At the juncture of FTX's insolvency in November 2022, a staggering $8.7 billion remained unaccounted for. Since then, the majority of these funds have been recovered by liquidators and are slated for disbursement to clients in early 2024.

Bankman-Fried has sought to shift culpability onto former associates for FTX's abrupt demise. However, compelling testimonies over the past weeks from ex-FTX and Alameda staff contradicted his narrative. These witnesses, supported by prosecution-gathered internal documents, contended that Bankman-Fried was directly responsible for the infractions and did not lose sight of the financial state of FTX and Alameda.

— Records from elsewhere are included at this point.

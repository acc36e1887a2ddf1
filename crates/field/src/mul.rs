use crate::element::FieldElement;
use crate::params::{
    FOLD_HI, FOLD_LO, LIMB_BITS, MAX_MUL_MAGNITUDE, TOP_LIMB_BITS, TOP_LIMB_MASK, WIDE_FOLD,
    WIDE_FOLD_HI, WIDE_FOLD_LO,
};

const LIMB_MASK64: u64 = crate::params::LIMB_MASK as u64;

// ---------------------------------------------------------------------------
// Wide product and fast reduction
// ---------------------------------------------------------------------------

/// Fold a 20-word product (26 bits per word, top word unbounded) back into
/// ten limbs, using 2^260 == 0x1000003D10 (mod p) for words 10..=19 and
/// 2^256 == 0x1000003D1 for the carry out of limb 9.
///
/// The output has magnitude 1: limbs 0, 1 and 3..=9 are within their widths
/// and limb 2 may exceed 26 bits by a small carry.
#[inline(always)]
fn reduce_wide(t: &[u32; 20]) -> [u32; 10] {
    let w = |i: usize| t[i] as u64;
    let mut r = [0u32; 10];

    // Limbs 0..=2 stay open for the final fold.
    let mut c = w(0) + w(10) * WIDE_FOLD_LO;
    let t0 = c & LIMB_MASK64;
    c >>= LIMB_BITS;
    c += w(1) + w(10) * WIDE_FOLD_HI + w(11) * WIDE_FOLD_LO;
    let t1 = c & LIMB_MASK64;
    c >>= LIMB_BITS;
    c += w(2) + w(11) * WIDE_FOLD_HI + w(12) * WIDE_FOLD_LO;
    let t2 = c & LIMB_MASK64;
    c >>= LIMB_BITS;

    for i in 3..9 {
        c += w(i) + w(i + 9) * WIDE_FOLD_HI + w(i + 10) * WIDE_FOLD_LO;
        r[i] = (c & LIMB_MASK64) as u32;
        c >>= LIMB_BITS;
    }

    // Word 19 has no neighbour above it, so it takes the whole constant.
    c += w(9) + w(18) * WIDE_FOLD_HI + w(19) * WIDE_FOLD;
    r[9] = (c & TOP_LIMB_MASK as u64) as u32;
    c >>= TOP_LIMB_BITS;

    let mut d = t0 + c * FOLD_LO as u64;
    r[0] = (d & LIMB_MASK64) as u32;
    d >>= LIMB_BITS;
    d += t1 + c * FOLD_HI as u64;
    r[1] = (d & LIMB_MASK64) as u32;
    d >>= LIMB_BITS;
    r[2] = (t2 + d) as u32;
    r
}

/// Schoolbook 10x10 limb product followed by [`reduce_wide`].
///
/// Operand limbs are below 2^30 (magnitude ≤ 8), so each column of at most
/// ten partial products plus the running carry stays well inside `u64`.
#[inline(always)]
fn mul_inner(a: &[u32; 10], b: &[u32; 10]) -> [u32; 10] {
    let mut t = [0u32; 20];
    let mut c: u64 = 0;
    for k in 0usize..19 {
        for i in k.saturating_sub(9)..=k.min(9) {
            c += a[i] as u64 * b[k - i] as u64;
        }
        t[k] = (c & LIMB_MASK64) as u32;
        c >>= LIMB_BITS;
    }
    t[19] = c as u32;
    reduce_wide(&t)
}

/// Squaring variant of [`mul_inner`]: each cross product `a[i] * a[j]`
/// (i < j) is computed once and doubled.
#[inline(always)]
fn sqr_inner(a: &[u32; 10]) -> [u32; 10] {
    let mut t = [0u32; 20];
    let mut c: u64 = 0;
    for k in 0usize..19 {
        let mut i = k.saturating_sub(9);
        while i < k - i {
            c += (a[i] as u64 * 2) * a[k - i] as u64;
            i += 1;
        }
        if i == k - i {
            c += a[i] as u64 * a[i] as u64;
        }
        t[k] = (c & LIMB_MASK64) as u32;
        c >>= LIMB_BITS;
    }
    t[19] = c as u32;
    reduce_wide(&t)
}

// ---------------------------------------------------------------------------
// Public entry points
// ---------------------------------------------------------------------------

impl FieldElement {
    /// `self * b mod p`, magnitude 1, not normalized.
    ///
    /// Both operands must have magnitude ≤ 8.
    #[inline]
    pub fn mul(&self, b: &Self) -> Self {
        debug_assert!(
            self.magnitude <= MAX_MUL_MAGNITUDE,
            "mul: left magnitude {} exceeds {}",
            self.magnitude,
            MAX_MUL_MAGNITUDE
        );
        debug_assert!(
            b.magnitude <= MAX_MUL_MAGNITUDE,
            "mul: right magnitude {} exceeds {}",
            b.magnitude,
            MAX_MUL_MAGNITUDE
        );
        Self::from_limbs(mul_inner(&self.n, &b.n), 1)
    }

    /// `self^2 mod p`, magnitude 1, not normalized.
    ///
    /// The operand must have magnitude ≤ 8.
    #[inline]
    pub fn sqr(&self) -> Self {
        debug_assert!(
            self.magnitude <= MAX_MUL_MAGNITUDE,
            "sqr: magnitude {} exceeds {}",
            self.magnitude,
            MAX_MUL_MAGNITUDE
        );
        Self::from_limbs(sqr_inner(&self.n), 1)
    }

    /// In-place `self = self * b`.
    #[inline]
    pub fn mul_assign(&mut self, b: &Self) {
        *self = self.mul(b);
    }

    /// In-place `self = self^2`.
    #[inline]
    pub fn sqr_assign(&mut self) {
        *self = self.sqr();
    }
}

#[cfg(test)]
mod tests {
    use super::*;
    use crate::params::{LIMB_MASK, MODULUS_LIMBS};

    #[test]
    fn small_products() {
        let a = FieldElement::from_int(3);
        let b = FieldElement::from_int(5);
        assert_eq!(a.mul(&b), FieldElement::from_int(15));
        assert_eq!(&a * &b, FieldElement::from_int(15));
        assert_eq!(a.sqr(), FieldElement::from_int(9));
    }

    #[test]
    fn product_crossing_limb_boundary() {
        // 2^26 * 2^26 = 2^52 lands in limb 2.
        let a = FieldElement::from_int(1 << 26);
        let mut r = a.sqr();
        r.normalize();
        assert_eq!(r.limbs(), &[0, 0, 1, 0, 0, 0, 0, 0, 0, 0]);
    }

    #[test]
    fn minus_one_squared_is_one() {
        let minus_one = FieldElement::ONE.negate(1);
        let mut r = minus_one.sqr();
        r.normalize();
        assert!(r.equal(&FieldElement::ONE));

        let mut r = minus_one.mul(&minus_one);
        r.normalize();
        assert!(r.equal(&FieldElement::ONE));
    }

    #[test]
    fn output_is_magnitude_one_and_not_normalized() {
        let r = FieldElement::from_int(2).mul(&FieldElement::from_int(2));
        assert_eq!(r.magnitude(), 1);
        assert!(!r.is_normalized());
    }

    #[test]
    fn all_max_limbs_at_magnitude_eight() {
        // 8 * (2^256 - 1) squared, against the same value via mul.
        let mut n = [LIMB_MASK * 8; 10];
        n[9] = TOP_LIMB_MASK * 8;
        let a = FieldElement::from_limbs(n, 8);
        assert_eq!(a.sqr(), a.mul(&a));

        // 8 * (2^256 - 1) == 8 * 0x1000003D0 (mod p)
        let mut small = FieldElement::from_limbs([0x3D0, 0x40, 0, 0, 0, 0, 0, 0, 0, 0], 1);
        small.mul_int(8);
        assert_eq!(a, small);
        assert_eq!(a.sqr(), small.sqr());
    }

    #[test]
    fn modulus_times_anything_is_zero() {
        let p = FieldElement::from_limbs(MODULUS_LIMBS, 1);
        let mut r = p.mul(&FieldElement::from_int(12345));
        r.normalize();
        assert!(r.is_zero());
    }

    #[test]
    fn assign_variants_match() {
        let a = FieldElement::from_int(11);
        let mut x = a;
        x.mul_assign(&a);
        let mut y = a;
        y.sqr_assign();
        assert_eq!(x, y);
        assert_eq!(x, FieldElement::from_int(121));
    }

    #[test]
    #[cfg(debug_assertions)]
    #[should_panic(expected = "magnitude")]
    fn mul_rejects_magnitude_nine() {
        let mut a = FieldElement::from_int(1);
        a.mul_int(9);
        let _ = a.mul(&FieldElement::ONE);
    }
}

Caroline Ellison, Bankman-Fried's ex-business partner and romantic interest, was among those who testified. Her evidence proved damning, providing intricate insights into his managerial role, asserting he was pivotal in all major decisions. Ellison, an accomplished mathematics graduate from Stanford University, was appointed by Bankman-Fried in 2021 to oversee Alameda, an entity predominantly financed by funds from FTX clients, unbeknownst to them.

Ellison, along with two other close associates of Bankman-Fried, has pleaded guilty to fraud charges and pledged cooperation with the prosecution.

Bankman-Fried's choice to personally testify stands as an anomaly in a legal landscape where defendants typically refrain from doing so, primarily to evade cross-examination and the potential risk of self-incrimination. The trial, which has captivated the financial world, continues to unfold with the eyes of the crypto community fixed firmly on the outcome.